== Work order ==
Where a line of the data holds the word "height", copy that line.

Dataset entries
---*---
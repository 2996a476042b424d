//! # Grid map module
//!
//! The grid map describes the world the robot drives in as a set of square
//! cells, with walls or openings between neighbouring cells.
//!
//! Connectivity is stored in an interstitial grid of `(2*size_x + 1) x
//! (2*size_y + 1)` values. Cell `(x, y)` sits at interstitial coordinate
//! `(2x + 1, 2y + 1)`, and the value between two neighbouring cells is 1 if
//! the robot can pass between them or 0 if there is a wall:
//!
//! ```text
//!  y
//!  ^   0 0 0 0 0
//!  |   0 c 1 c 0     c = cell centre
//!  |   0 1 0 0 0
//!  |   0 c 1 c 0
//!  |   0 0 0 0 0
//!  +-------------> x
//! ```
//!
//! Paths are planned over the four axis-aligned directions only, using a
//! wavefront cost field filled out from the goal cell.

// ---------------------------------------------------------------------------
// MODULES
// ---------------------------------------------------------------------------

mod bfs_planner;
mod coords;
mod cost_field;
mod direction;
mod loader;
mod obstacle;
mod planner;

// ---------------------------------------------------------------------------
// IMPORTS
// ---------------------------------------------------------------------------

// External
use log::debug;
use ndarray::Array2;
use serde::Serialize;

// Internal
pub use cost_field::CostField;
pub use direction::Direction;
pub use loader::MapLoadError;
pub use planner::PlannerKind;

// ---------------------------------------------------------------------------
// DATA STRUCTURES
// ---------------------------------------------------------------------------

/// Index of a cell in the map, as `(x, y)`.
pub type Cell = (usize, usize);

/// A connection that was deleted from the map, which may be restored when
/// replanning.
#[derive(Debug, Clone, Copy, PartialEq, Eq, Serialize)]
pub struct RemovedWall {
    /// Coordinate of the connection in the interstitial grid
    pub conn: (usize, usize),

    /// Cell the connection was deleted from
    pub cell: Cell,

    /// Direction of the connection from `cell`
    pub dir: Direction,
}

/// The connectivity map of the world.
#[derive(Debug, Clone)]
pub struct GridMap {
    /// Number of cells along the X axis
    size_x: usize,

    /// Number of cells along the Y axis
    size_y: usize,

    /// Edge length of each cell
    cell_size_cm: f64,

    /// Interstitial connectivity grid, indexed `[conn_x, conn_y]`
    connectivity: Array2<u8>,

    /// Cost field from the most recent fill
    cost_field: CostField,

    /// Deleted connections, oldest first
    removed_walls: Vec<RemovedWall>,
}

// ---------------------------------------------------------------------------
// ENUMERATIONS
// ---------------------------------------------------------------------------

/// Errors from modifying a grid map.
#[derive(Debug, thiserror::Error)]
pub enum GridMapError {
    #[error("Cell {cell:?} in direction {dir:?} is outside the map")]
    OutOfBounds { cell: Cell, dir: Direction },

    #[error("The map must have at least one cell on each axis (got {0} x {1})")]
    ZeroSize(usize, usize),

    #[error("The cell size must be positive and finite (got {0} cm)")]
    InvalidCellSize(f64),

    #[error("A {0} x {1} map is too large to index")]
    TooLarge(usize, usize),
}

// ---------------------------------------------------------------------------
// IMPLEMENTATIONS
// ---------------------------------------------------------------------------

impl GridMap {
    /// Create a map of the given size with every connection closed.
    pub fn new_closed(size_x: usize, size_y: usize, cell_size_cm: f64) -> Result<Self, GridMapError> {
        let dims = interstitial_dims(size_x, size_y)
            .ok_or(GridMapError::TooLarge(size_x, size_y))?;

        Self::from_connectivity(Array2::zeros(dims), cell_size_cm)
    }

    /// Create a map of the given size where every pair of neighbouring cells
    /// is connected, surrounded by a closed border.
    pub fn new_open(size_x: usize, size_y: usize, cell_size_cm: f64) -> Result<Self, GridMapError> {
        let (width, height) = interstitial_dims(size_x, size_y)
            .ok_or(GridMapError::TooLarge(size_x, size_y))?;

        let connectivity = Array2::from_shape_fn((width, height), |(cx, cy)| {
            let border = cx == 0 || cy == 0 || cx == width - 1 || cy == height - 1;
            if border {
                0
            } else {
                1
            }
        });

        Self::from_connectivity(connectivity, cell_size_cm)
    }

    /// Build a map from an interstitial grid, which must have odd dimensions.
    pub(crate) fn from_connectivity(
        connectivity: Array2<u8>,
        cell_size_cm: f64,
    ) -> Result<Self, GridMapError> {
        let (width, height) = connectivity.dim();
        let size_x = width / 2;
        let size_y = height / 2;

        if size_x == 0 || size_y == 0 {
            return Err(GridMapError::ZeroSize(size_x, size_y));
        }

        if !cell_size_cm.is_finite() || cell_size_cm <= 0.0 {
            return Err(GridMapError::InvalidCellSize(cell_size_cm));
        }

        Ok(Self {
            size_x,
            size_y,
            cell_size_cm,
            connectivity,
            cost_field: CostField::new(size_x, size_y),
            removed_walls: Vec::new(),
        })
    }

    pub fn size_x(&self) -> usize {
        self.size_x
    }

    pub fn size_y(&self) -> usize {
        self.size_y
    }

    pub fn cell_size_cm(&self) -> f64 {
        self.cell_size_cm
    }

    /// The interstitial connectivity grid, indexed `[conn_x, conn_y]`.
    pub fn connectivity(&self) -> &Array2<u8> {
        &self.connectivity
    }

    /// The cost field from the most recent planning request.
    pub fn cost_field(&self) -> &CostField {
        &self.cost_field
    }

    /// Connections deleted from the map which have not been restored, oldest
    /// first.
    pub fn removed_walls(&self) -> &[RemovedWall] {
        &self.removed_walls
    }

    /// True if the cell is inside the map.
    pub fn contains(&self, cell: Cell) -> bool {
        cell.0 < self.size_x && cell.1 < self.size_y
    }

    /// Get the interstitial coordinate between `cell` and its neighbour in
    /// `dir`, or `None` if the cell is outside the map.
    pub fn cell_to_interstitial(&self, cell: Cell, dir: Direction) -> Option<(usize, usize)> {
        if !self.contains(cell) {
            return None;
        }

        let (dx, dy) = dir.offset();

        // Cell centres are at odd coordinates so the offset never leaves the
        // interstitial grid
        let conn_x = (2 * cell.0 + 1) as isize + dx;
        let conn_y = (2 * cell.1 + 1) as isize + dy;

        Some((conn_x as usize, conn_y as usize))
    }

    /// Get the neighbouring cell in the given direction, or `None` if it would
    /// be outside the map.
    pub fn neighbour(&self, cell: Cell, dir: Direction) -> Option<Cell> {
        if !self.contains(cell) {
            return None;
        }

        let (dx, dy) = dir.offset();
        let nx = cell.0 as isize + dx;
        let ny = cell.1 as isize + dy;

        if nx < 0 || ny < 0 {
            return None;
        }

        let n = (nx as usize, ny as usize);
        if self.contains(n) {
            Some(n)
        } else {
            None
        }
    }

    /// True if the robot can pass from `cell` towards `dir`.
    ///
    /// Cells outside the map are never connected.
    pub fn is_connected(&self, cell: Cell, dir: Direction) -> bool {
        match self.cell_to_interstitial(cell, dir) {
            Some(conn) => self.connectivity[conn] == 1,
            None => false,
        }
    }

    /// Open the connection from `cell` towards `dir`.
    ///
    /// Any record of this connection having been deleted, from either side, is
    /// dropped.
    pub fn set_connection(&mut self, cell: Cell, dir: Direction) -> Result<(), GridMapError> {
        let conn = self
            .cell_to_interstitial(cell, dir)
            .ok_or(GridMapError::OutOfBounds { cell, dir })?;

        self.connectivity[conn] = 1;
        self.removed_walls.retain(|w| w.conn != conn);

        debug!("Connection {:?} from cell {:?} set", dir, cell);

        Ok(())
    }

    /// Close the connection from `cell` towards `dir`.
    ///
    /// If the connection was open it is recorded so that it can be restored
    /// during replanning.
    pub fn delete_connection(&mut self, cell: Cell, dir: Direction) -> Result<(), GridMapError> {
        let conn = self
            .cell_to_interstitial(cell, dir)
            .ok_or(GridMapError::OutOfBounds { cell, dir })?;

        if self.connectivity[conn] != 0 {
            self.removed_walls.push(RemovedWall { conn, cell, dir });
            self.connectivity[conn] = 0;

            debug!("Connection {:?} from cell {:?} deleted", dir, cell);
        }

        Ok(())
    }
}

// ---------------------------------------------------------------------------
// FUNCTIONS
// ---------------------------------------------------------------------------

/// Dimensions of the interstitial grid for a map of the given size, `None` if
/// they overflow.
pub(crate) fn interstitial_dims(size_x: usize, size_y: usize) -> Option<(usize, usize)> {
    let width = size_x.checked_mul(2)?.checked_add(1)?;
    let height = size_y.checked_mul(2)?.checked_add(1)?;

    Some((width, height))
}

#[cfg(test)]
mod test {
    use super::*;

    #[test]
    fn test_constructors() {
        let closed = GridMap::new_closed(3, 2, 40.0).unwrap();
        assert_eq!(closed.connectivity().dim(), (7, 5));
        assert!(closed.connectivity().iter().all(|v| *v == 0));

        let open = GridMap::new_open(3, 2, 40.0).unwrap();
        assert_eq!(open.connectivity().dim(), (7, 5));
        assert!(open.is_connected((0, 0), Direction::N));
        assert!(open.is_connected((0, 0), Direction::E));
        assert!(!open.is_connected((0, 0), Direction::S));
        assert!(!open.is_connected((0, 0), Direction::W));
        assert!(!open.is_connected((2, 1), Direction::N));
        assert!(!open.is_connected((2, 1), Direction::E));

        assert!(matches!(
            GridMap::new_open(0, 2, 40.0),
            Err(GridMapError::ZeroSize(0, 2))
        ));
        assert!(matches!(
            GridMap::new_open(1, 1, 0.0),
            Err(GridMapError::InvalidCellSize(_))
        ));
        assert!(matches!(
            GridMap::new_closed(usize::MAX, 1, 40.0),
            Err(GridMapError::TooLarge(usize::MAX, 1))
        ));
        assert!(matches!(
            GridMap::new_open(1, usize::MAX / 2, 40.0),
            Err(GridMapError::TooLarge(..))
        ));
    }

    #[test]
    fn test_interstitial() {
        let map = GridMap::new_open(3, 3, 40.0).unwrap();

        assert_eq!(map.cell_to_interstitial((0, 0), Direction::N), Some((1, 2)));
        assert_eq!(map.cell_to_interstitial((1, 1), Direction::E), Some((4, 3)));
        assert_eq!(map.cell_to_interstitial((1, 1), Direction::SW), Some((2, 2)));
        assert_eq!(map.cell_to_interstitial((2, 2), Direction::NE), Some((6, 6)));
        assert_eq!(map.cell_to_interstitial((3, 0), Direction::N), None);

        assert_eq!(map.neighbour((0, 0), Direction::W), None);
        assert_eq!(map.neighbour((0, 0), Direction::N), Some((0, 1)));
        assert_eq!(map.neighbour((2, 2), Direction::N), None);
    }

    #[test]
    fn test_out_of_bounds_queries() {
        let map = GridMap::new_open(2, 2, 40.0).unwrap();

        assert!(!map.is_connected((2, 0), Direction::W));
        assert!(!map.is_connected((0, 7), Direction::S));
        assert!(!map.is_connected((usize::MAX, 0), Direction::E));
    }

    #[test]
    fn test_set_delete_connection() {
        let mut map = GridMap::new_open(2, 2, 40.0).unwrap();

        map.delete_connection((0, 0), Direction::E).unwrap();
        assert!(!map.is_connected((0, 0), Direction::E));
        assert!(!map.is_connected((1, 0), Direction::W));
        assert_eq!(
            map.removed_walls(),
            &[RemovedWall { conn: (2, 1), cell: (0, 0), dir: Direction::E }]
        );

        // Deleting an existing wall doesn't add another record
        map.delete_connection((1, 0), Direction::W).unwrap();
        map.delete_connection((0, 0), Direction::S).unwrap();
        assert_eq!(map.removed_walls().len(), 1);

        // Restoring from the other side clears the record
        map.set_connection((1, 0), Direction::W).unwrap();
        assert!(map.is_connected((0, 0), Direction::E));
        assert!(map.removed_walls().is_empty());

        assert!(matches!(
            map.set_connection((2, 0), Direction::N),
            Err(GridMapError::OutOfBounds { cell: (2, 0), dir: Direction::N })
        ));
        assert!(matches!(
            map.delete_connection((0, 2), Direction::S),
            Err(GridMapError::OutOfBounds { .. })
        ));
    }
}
---*---
== Written reply ==
        let (width, height) = interstitial_dims(size_x, size_y)
        let connectivity = Array2::from_shape_fn((width, height), |(cx, cy)| {
            let border = cx == 0 || cy == 0 || cx == width - 1 || cy == height - 1;
        let (width, height) = connectivity.dim();
        let size_y = height / 2;
    let height = size_y.checked_mul(2)?.checked_add(1)?;
    Some((width, height))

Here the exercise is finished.